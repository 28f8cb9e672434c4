//! Homomorphic inner products over packed MLWE ciphertexts.
//!
//! The [`Server`] holds only public evaluation keys. For a query `x` and a
//! block of keys `y_0..y_{N-1}` it returns one RLWE ciphertext whose
//! coefficient `n` decrypts to `<x, y_n>` (times the product of both scales).
//!
//! # Algorithm
//!
//! With the query reversed by τ_{2r-1} and both sides pre-multiplied by
//! r^(-1), the constant coefficient of `q_rev · y` in R_rank is the dot
//! product. Summing `τ_g(q_rev · W)` over all Galois elements g of R_rank
//! (the trace) keeps exactly that coefficient, times r:
//! 1. **cache_query**: τ_g(query) for every g, mod-packed into degree N
//! 2. **cache_keys**: a butterfly over each component column produces
//!    `W_g = Σ_c Y^(c·g⁻¹) y_c`, then τ_g and a mod-pack interleave the
//!    `stack` components into one ciphertext per g
//! 3. **inner_product**: `r · Σ_g Q_g ⊗ K_g`, relinearized
//!
//! Key `n` of a block sits in column `n / stack`, component `n % stack`, and
//! its score ends up in coefficient `n`.

mod cache;
mod pack;

use rayon::prelude::*;

use crate::error::{crypto_err, validation_err, Result};
use crate::ks::{relinearize, AutedModPackKeys, AutedModPackMLWEKeys, SwitchingKey};
use crate::math::{ModQ, RingContext};
use crate::message::{self, Message};
use crate::params::RankLayout;
use crate::rlwe::{apply_automorphism, inverse_galois_element, Ciphertext, MLWECiphertext};

pub use cache::{CachedKeys, CachedQuery};

/// Evaluation side of the protocol for one MLWE rank.
pub struct Server {
    layout: RankLayout,
    ring: RingContext,
    rank_ring: RingContext,
    relin_key: SwitchingKey,
    mod_pack_keys: AutedModPackKeys,
    mod_pack_mlwe_keys: AutedModPackMLWEKeys,
}

impl Server {
    /// Builds a server from the client's public keys.
    ///
    /// Ring degree and moduli are taken from the relinearization key; every
    /// other key must agree with them and with `log_rank`.
    pub fn new(
        log_rank: u32,
        relin_key: SwitchingKey,
        mod_pack_keys: AutedModPackKeys,
        mod_pack_mlwe_keys: AutedModPackMLWEKeys,
    ) -> Result<Self> {
        let degree = relin_key.degree();
        let q = relin_key.a_q.modulus();
        let p = relin_key.a_p.modulus();
        let two_n = 2 * degree as u64;
        if !degree.is_power_of_two() || degree < 4 || q % two_n != 1 || p % two_n != 1 {
            return Err(crypto_err!(
                "relinearization key does not describe an NTT ring (degree {})",
                degree
            ));
        }
        let layout = RankLayout::from_log_rank(log_rank, degree)
            .map_err(|e| crypto_err!("{}", e.message()))?;

        relin_key.validate(degree, q, p)?;
        mod_pack_keys.validate(&layout, degree, q, p)?;
        mod_pack_mlwe_keys.validate(&layout, q, p)?;

        Ok(Self {
            ring: RingContext::new(degree, q, p),
            rank_ring: RingContext::new(layout.rank, q, p),
            layout,
            relin_key,
            mod_pack_keys,
            mod_pack_mlwe_keys,
        })
    }

    /// MLWE layout the keys were generated for
    pub fn layout(&self) -> &RankLayout {
        &self.layout
    }

    /// Ring degree N
    pub fn degree(&self) -> usize {
        self.ring.degree()
    }

    /// Ciphertext modulus
    pub fn modulus(&self) -> u64 {
        self.ring.modulus_q()
    }

    /// Largest number of keys one [`CachedKeys`] block holds
    pub fn block_size(&self) -> usize {
        self.ring.degree()
    }

    /// Rotates and packs an encrypted query.
    pub fn cache_query(&self, query: &MLWECiphertext) -> Result<CachedQuery> {
        query.validate(&self.layout, self.modulus())?;
        let stack = self.layout.stack;
        let cts = (0..self.layout.rank)
            .into_par_iter()
            .map(|i| {
                let rotated = query.automorphism(2 * i + 1);
                let mut ct = pack::pack_single(
                    &rotated,
                    &self.mod_pack_mlwe_keys.keys[i],
                    stack,
                    &self.rank_ring,
                );
                ct.to_ntt(&self.ring.q);
                ct
            })
            .collect();
        Ok(CachedQuery::Encrypted(cts))
    }

    /// Rotates a plaintext query the same way [`Server::cache_query`] does.
    pub fn cache_query_plain(&self, query: &Message, scale: f64) -> Result<CachedQuery> {
        let (rank, stack, q) = (self.layout.rank, self.layout.stack, self.modulus());
        let padded = Message::padded(query.as_slice(), rank)?;
        let poly = message::encode(&padded, scale, rank, q)?;
        let mut reversed = apply_automorphism(&poly, 2 * rank - 1);
        reversed.scalar_mul_assign(ModQ::inv(rank as u64, q));

        let polys = (0..rank)
            .into_par_iter()
            .map(|i| apply_automorphism(&reversed, 2 * i + 1).embed(stack).to_ntt_new(&self.ring.q))
            .collect();
        Ok(CachedQuery::Plain(polys))
    }

    /// Packs one block of at most N key ciphertexts.
    pub fn cache_keys(&self, keys: &[MLWECiphertext]) -> Result<CachedKeys> {
        let (rank, stack, log_rank) = (self.layout.rank, self.layout.stack, self.layout.log_rank);
        if keys.len() > self.block_size() {
            return Err(validation_err!(
                "{} keys exceed the block size {}",
                keys.len(),
                self.block_size()
            ));
        }
        for key in keys {
            key.validate(&self.layout, self.modulus())?;
        }

        let zero = MLWECiphertext::zero(&self.layout, self.modulus());
        let columns: Vec<Vec<MLWECiphertext>> = (0..stack)
            .into_par_iter()
            .map(|i| {
                let mut column: Vec<MLWECiphertext> = (0..rank)
                    .map(|c| keys.get(c * stack + i).unwrap_or(&zero).clone())
                    .collect();
                pack::butterfly(&mut column, log_rank);
                column
            })
            .collect();

        let mut packed: Vec<(usize, Ciphertext)> = (0..rank)
            .into_par_iter()
            .map(|j| {
                let h = pack::butterfly_exponent(j, log_rank);
                let g = inverse_galois_element(h, 2 * rank);
                let comps: Vec<MLWECiphertext> =
                    columns.iter().map(|col| col[j].automorphism(g)).collect();
                let row = (g - 1) / 2;
                let mut ct = pack::pack_components(&comps, &self.mod_pack_keys.keys[row], &self.ring);
                ct.to_ntt(&self.ring.q);
                (row, ct)
            })
            .collect();
        packed.sort_by_key(|(row, _)| *row);

        Ok(CachedKeys {
            cts: packed.into_iter().map(|(_, ct)| ct).collect(),
            count: keys.len(),
        })
    }

    /// Scores of every key in the block, coefficient `n` for key `n`.
    ///
    /// The result is in coefficient domain and decrypts at scale
    /// `query_scale · key_scale`.
    pub fn inner_product(&self, query: &CachedQuery, keys: &CachedKeys) -> Result<Ciphertext> {
        let rank = self.layout.rank;
        if query.rank() != rank || keys.rank() != rank {
            return Err(crypto_err!(
                "rank mismatch: server {}, query {}, keys {}",
                rank,
                query.rank(),
                keys.rank()
            ));
        }
        let ctx = &self.ring.q;

        let mut sum = match query {
            CachedQuery::Encrypted(qs) => qs
                .par_iter()
                .zip(keys.cts.par_iter())
                .map(|(q_g, k_g)| {
                    let a = q_g.a.mul_ntt_domain(&k_g.a, ctx);
                    let mut b = q_g.a.mul_ntt_domain(&k_g.b, ctx);
                    b.mul_acc_ntt_domain(&q_g.b, &k_g.a, ctx);
                    let c = q_g.b.mul_ntt_domain(&k_g.b, ctx);
                    Ciphertext::extended(a, b, c)
                })
                .reduce_with(|mut acc, ct| {
                    acc += &ct;
                    acc
                }),
            CachedQuery::Plain(ps) => ps
                .par_iter()
                .zip(keys.cts.par_iter())
                .map(|(p_g, k_g)| {
                    Ciphertext::new(p_g.mul_ntt_domain(&k_g.a, ctx), p_g.mul_ntt_domain(&k_g.b, ctx))
                })
                .reduce_with(|mut acc, ct| {
                    acc += &ct;
                    acc
                }),
        }
        .ok_or_else(|| crypto_err!("empty cache"))?;

        sum.scalar_mul_assign(rank as u64);
        sum.from_ntt(ctx);
        if sum.is_extended() {
            relinearize(&sum, &self.relin_key, &self.ring)
        } else {
            Ok(sum)
        }
    }

}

*-*-*

**What you should do:**
Among the lines above, find those holding "does" and copy each one.

**Exercise solution:**
                "relinearization key does not describe an NTT ring (degree {})",
    /// Rotates a plaintext query the same way [`Server::cache_query`] does.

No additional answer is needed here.